Des chercheurs de l'Université de l'État de Washington ont développé un logiciel facile à utiliser pour identifier les gènes résistants aux médicaments dans les bactéries.
Le programme pourrait faciliter l'identification des bactéries mortelles résistantes aux antimicrobiens qui existent dans l'environnement. Ces superbactéries provoquent chaque année plus de 2,8 millions de pneumonies ou d'infections sanguines difficiles à traiter et 35000 décès aux États-Unis.
Les chercheurs, dont Ph.D. Abu Sayed Chowdhury, diplômé en informatique, Shira Broschat de la Faculté de génie électrique et informatique et Douglas Call de la Paul G. Allen School for Global Animal Health, rendent compte de leurs travaux dans la revue Rapports scientifiques.
La résistance aux antimicrobiens (RAM) survient lorsque des bactéries ou d'autres micro-organismes font évoluer leur constitution génétique pour vaincre les médicaments utilisés pour traiter les infections. Les bactéries qui causent des infections à staphylocoques ou des streptocoques ou des maladies telles que la tuberculose, le paludisme et la pneumonie ont développé des souches résistantes aux médicaments qui les rendent de plus en plus difficiles et parfois impossibles à traiter. Le problème devrait s'aggraver au cours des prochaines décennies en termes d'augmentation des infections, des décès et des coûts de santé à mesure que les bactéries évoluent pour déjouer un nombre limité de traitements antibiotiques.
Alors que la résistance aux antimicrobiens devient une menace mondiale, tant sur le plan économique que pour la santé publique, il est urgent de développer un outil de prévision efficace. «
Abu Sayed Chowdhury, auteur principal du document
Le séquençage génétique à grande échelle étant devenu plus facile, les chercheurs recherchent des gènes de RAM dans l'environnement. Les chercheurs souhaitent savoir où les microbes vivent dans le sol et l'eau et comment ils pourraient se propager et affecter la santé humaine. Bien qu'ils soient capables d'identifier des gènes similaires aux gènes résistants à la RAM, il leur manque des gènes de résistance qui ne sont pas similaires.
L'équipe de recherche WSU a développé un algorithme d'apprentissage automatique qui utilise les caractéristiques des protéines AMR plutôt que la similitude des séquences de gènes pour identifier les gènes AMR. Les chercheurs ont utilisé la théorie des jeux, un outil utilisé dans plusieurs domaines, en particulier l'économie, pour modéliser les interactions stratégiques entre les joueurs de jeux, afin d'aider à identifier les gènes AMR.

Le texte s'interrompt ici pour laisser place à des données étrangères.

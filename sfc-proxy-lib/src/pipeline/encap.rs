use bytes::Bytes;
use tracing::trace;

use crate::bundle::rebuild_outer_prefix;
use crate::frame::parse_bare;
use crate::pipeline::EncapDrop;
use crate::session::SessionTables;

/// Runs one frame from the *unencap-in* interface: parses Ethernet/IPv4/TCP
/// only, looks up `S_fwd` by the direct (unswapped) key, and — on a hit —
/// rebuilds the outer stack (outer Ethernet and IP swapped, NSH SI
/// decremented, inner NSH Ethernet left verbatim) ahead of the observed
/// frame. Returns the specific reason on a parse drop, an unprimed flow, or
/// an NSH SI already at zero, so the caller can log (or not) accordingly.
pub fn process_encap(tables: &SessionTables, frame: &Bytes) -> Result<Bytes, EncapDrop> {
    let bare = parse_bare(frame).ok_or(EncapDrop::Malformed)?;
    let bundle = tables.get_forward(&bare.key).ok_or_else(|| {
        trace!(key = ?bare.key, "encap: no forward session for this flow");
        EncapDrop::UnknownFlow
    })?;
    let mut outbound = rebuild_outer_prefix(&bundle, false).ok_or(EncapDrop::SiUnderflow)?;
    outbound.extend_from_slice(frame);
    Ok(Bytes::from(outbound))
}

#[cfg(test)]
mod tests {
    use super::*;
    use crate::codec::NshHeader;
    use crate::frame::test_support::build_encapsulated_default;
    use crate::pipeline::decap::process_decap;

    #[test]
    fn primed_flow_rebuilds_outer_stack_with_swaps_and_decremented_si() {
        let tables = SessionTables::new();
        let encapsulated = build_encapsulated_default(40000, 80, 100, 5, b"req");
        let decapped = process_decap(&tables, &encapsulated).expect("must decap");
        let inner_frame = match decapped {
            crate::pipeline::decap::DecapOutput::Forward(frame) => frame,
            crate::pipeline::decap::DecapOutput::Reply(_) => panic!("expected forward"),
        };

        let outbound = process_encap(&tables, &inner_frame).expect("primed flow must rebuild");

        assert!(outbound.ends_with(&inner_frame[..]));

        let (outer_eth, rest) = crate::codec::EthernetHeader::parse(&outbound).unwrap();
        assert_eq!(outer_eth.dst, [0xBB; 6]);
        assert_eq!(outer_eth.src, [0xAA; 6]);

        let (outer_ip, rest) = crate::codec::Ipv4Header::parse(&rest).unwrap();
        assert_eq!(outer_ip.src, [192, 168, 1, 2]);
        assert_eq!(outer_ip.dst, [192, 168, 1, 1]);

        let rest = rest.slice(crate::codec::UDP_HEADER_LEN..);
        let rest = rest.slice(crate::codec::VXLAN_GPE_HEADER_LEN..);
        let rest = rest.slice(crate::codec::ETHERNET_HEADER_LEN..);
        let (nsh, _) = NshHeader::parse(&rest).unwrap();
        assert_eq!(nsh.si(), 4);
        assert_eq!(nsh.spi(), 100);
    }

    #[test]
    fn unknown_flow_drops_silently() {
        let tables = SessionTables::new();
        let bare = build_bare_frame(40000, 80);
        assert_eq!(process_encap(&tables, &bare), Err(EncapDrop::UnknownFlow));
    }

    #[test]
    fn si_already_zero_is_reported_distinctly_from_unknown_flow() {
        let tables = SessionTables::new();
        let encapsulated = build_encapsulated_default(40000, 80, 100, 0, b"req");
        process_decap(&tables, &encapsulated).expect("must decap");
        let bare = build_bare_frame(40000, 80);
        assert_eq!(process_encap(&tables, &bare), Err(EncapDrop::SiUnderflow));
    }

    fn build_bare_frame(src_port: u16, dst_port: u16) -> Bytes {
        use crate::codec::{EthernetHeader, Ipv4Header, TcpHeader, ETHERTYPE_IPV4, IP_PROTO_TCP};
        let eth = EthernetHeader {
            dst: [1, 2, 3, 4, 5, 6],
            src: [6, 5, 4, 3, 2, 1],
            eth_type: ETHERTYPE_IPV4,
        }
        .pack();
        let ip = Ipv4Header {
            ver_ihl_tos: 0x4500,
            total_length: 40,
            id: 0,
            flags_frag: 0,
            ttl: 64,
            protocol: IP_PROTO_TCP,
            checksum: 0,
            src: [10, 0, 0, 1],
            dst: [10, 0, 0, 2],
        }
        .pack();
        let tcp = TcpHeader {
            src_port,
            dst_port,
            seq: 1,
            ack: 0,
            offset_reserved_flags: 5 << 12,
            window: 0,
            checksum: 0,
            urgent_ptr: 0,
        }
        .pack();
        let mut buf = Vec::new();
        buf.extend_from_slice(&eth);
        buf.extend_from_slice(&ip);
        buf.extend_from_slice(&tcp);
        Bytes::from(buf)
    }
}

En utilisant leur algorithme d'apprentissage automatique et leur approche de la théorie des jeux, les chercheurs ont examiné les interactions de plusieurs caractéristiques du matériel génétique, y compris sa structure et les propriétés physiochimiques, évolutives et de composition des séquences protéiques plutôt que simplement la similitude des séquences.
« Notre logiciel peut être utilisé pour analyser les données métagénomiques de manière plus approfondie que ne le feraient des algorithmes de correspondance de séquences simples », a déclaré Chowdhury. « Cela peut être un outil important pour mieux comprendre l'émergence de nouveaux gènes de résistance aux antimicrobiens qui deviennent finalement cliniquement importants. »
« La vertu de ce programme est que nous pouvons réellement détecter la RAM dans les génomes nouvellement séquencés », a déclaré Broschat. « C'est une façon d'identifier les gènes de la RAM et leur prévalence qui n'aurait pas pu être découverte autrement. C'est vraiment important. »
L'équipe WSU a recherché une résistance à deux antibiotiques courants, la bacitracine et la vancomycine, qui sont utilisés pour traiter une variété d'infections, allant des infections à staphylocoques au Clostridium difficile. Ils ont pu classer avec précision les gènes résistants avec une précision allant jusqu'à 90%.
Ils ont développé un progiciel qui peut être facilement téléchargé et utilisé par d'autres chercheurs pour rechercher la RAM dans de grands pools de matériel génétique. Le logiciel peut également être amélioré au fil du temps. Bien qu'il soit formé sur les données actuellement disponibles, les chercheurs seront en mesure de recycler l'algorithme à mesure que davantage de données et de séquences seront disponibles.
« Vous pouvez amorcer et améliorer le logiciel à mesure que des données plus positives deviennent disponibles », a déclaré Broschat.
La source:
Université d'État de Washington
Référence de la revue:
Chowdhury, A.S., et al. (2020) PARGT: un outil logiciel pour prédire la résistance aux antimicrobiens chez les bactéries. Rapports scientifiques. doi.org/10.1038/s41598-020-67949-9.